[EXERCISE DATA]

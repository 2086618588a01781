//! In-memory store for tests and demos.

use std::sync::atomic::{AtomicBool, AtomicUsize, Ordering};
use std::sync::Mutex;

use super::StreakStore;
use crate::error::StoreError;
use crate::state::StreakState;

/// [`StreakStore`] held in process memory, with switchable write failures
#[derive(Debug, Default)]
pub struct MemoryStore {
    state: Mutex<Option<StreakState>>,
    fail_writes: AtomicBool,
    saves: AtomicUsize,
}

impl MemoryStore {
    pub fn new() -> Self {
        Self::default()
    }

    /// Start with an existing record
    pub fn with_state(state: StreakState) -> Self {
        Self {
            state: Mutex::new(Some(state)),
            ..Self::default()
        }
    }

    /// Make subsequent saves fail with `StoreError::Unavailable`
    pub fn fail_writes(&self, fail: bool) {
        self.fail_writes.store(fail, Ordering::SeqCst);
    }

    /// Number of successful saves
    pub fn save_count(&self) -> usize {
        self.saves.load(Ordering::SeqCst)
    }

    /// Replace the stored record directly, bypassing the engine
    pub fn overwrite(&self, state: Option<StreakState>) {
        *self.state.lock().unwrap_or_else(|e| e.into_inner()) = state;
    }
}

impl StreakStore for MemoryStore {
    fn load(&self) -> Result<Option<StreakState>, StoreError> {
        Ok(self.state.lock().unwrap_or_else(|e| e.into_inner()).clone())
    }

    fn save(&self, state: &StreakState) -> Result<(), StoreError> {
        if self.fail_writes.load(Ordering::SeqCst) {
            return Err(StoreError::Unavailable("memory store write disabled".into()));
        }
        *self.state.lock().unwrap_or_else(|e| e.into_inner()) = Some(state.clone());
        self.saves.fetch_add(1, Ordering::SeqCst);
        Ok(())
    }
}
use clap::Subcommand;
use powerstreak_core::Config;

use super::CliResult;

#[derive(Subcommand)]
pub enum ConfigAction {
    /// Get a config value
    Get {
        /// Config key (e.g. "timing.profile", "timing.processing_delay_ms")
        key: String,
    },
    /// Set a config value
    Set {
        /// Config key
        key: String,
        /// New value
        value: String,
    },
    /// List all config values
    List,
    /// Print the config file location
    Path,
    /// Reset config to defaults
    Reset,
}

pub fn run(action: ConfigAction) -> CliResult {
    match action {
        ConfigAction::Get { key } => {
            let config = Config::load()?;
            match config.get(&key) {
                Some(value) => println!("{value}"),
                None => return Err(format!("unknown key: {key}").into()),
            }
        }
        ConfigAction::Set { key, value } => {
            let mut config = Config::load()?;
            config.set(&key, &value)?;
            config.save()?;
            println!("ok");
        }
        ConfigAction::List => {
            let config = Config::load()?;
            for (key, value) in config.entries() {
                println!("{key} = {value}");
            }
        }
        ConfigAction::Path => {
            println!("{}", Config::path()?.display());
        }
        ConfigAction::Reset => {
            let config = Config::default();
            config.save()?;
            println!("config reset to defaults");
        }
    }
    Ok(())
}
//! Property tests over arbitrary check-in sequences.

use chrono::{DateTime, Duration, TimeZone, Utc};
use powerstreak_core::{Boost, CheckInError, CheckInProcessor, MysteryRoll, StreakState};
use proptest::prelude::*;

fn start() -> DateTime<Utc> {
    Utc.with_ymd_and_hms(2026, 1, 1, 0, 0, 0).unwrap()
}

/// Gaps between attempts in seconds, spanning cooling, grace and broken windows
fn gaps() -> impl Strategy<Value = Vec<(i64, f64)>> {
    prop::collection::vec((0i64..72 * 3600, 0.0f64..1.0), 1..60)
}

proptest! {
    #![proptest_config(ProptestConfig::with_cases(64))]

    #[test]
    fn prop_progress_is_monotonic(steps in gaps()) {
        let processor = CheckInProcessor::default();
        let mut state = StreakState::new();
        let mut now = start();

        for (gap, roll) in steps {
            now += Duration::seconds(gap);
            match processor.process(&state, now, &mut move || roll) {
                Ok(result) => {
                    let next = &result.new_state;
                    prop_assert!(next.total_points >= state.total_points);
                    prop_assert_eq!(next.connected_days, state.connected_days + 1);
                    prop_assert!(next.best_streak >= state.best_streak);
                    prop_assert!(next.best_streak >= next.current_streak);
                    prop_assert!(next.unlocked_badges.is_superset(&state.unlocked_badges));
                    prop_assert!(next.unlocked_ranks.is_superset(&state.unlocked_ranks));
                    prop_assert!(next.is_consistent());
                    prop_assert_eq!(
                        result.points_awarded,
                        result.applied_boost.apply(result.base_points)
                    );
                    state = result.new_state;
                }
                Err(CheckInError::NotAllowed { remaining }) => {
                    prop_assert!(remaining > Duration::zero());
                    prop_assert!(remaining <= processor.gate().cooldown());
                }
                Err(other) => prop_assert!(false, "unexpected error: {}", other),
            }
        }
    }

    #[test]
    fn prop_boosts_never_stack(streak in 0u32..400, connected in 0u32..400) {
        let processor = CheckInProcessor::default();
        let before = StreakState {
            current_streak: streak,
            best_streak: streak,
            connected_days: connected.max(streak),
            ..StreakState::new()
        };
        let result = processor.process(&before, start(), &mut || 0.5).unwrap();
        let rank_boost = processor
            .ranks()
            .rank_for_attendance(result.new_state.connected_days)
            .map_or(Boost::ZERO, |tier| tier.boost);
        let streak_boost = if result.streak_day >= 14 { Boost::STREAK } else { Boost::ZERO };
        prop_assert_eq!(result.applied_boost, rank_boost.max(streak_boost));
    }

    #[test]
    fn prop_mystery_payout_is_a_known_band(roll in 0.0f64..1.0) {
        let payout = MysteryRoll::draw(roll).payout;
        prop_assert!([500, 300, 150, 100].contains(&payout));
    }

    #[test]
    fn prop_state_json_round_trips(streak in 0u32..100, extra in 0u32..100, total in 0u64..1_000_000) {
        let state = StreakState {
            current_streak: streak,
            best_streak: streak + extra,
            connected_days: streak + extra,
            total_points: total,
            last_check_in_at: Some(start()),
            ..StreakState::new()
        };
        let json = serde_json::to_string(&state).unwrap();
        let back: StreakState = serde_json::from_str(&json).unwrap();
        prop_assert_eq!(back, state);
    }
}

[/EXERCISE DATA]

### [WORK INSTRUCTION]
Every line above holding the string "crate" should be listed.

### [YOUR SOLUTION]
use crate::error::StoreError;
use crate::state::StreakState;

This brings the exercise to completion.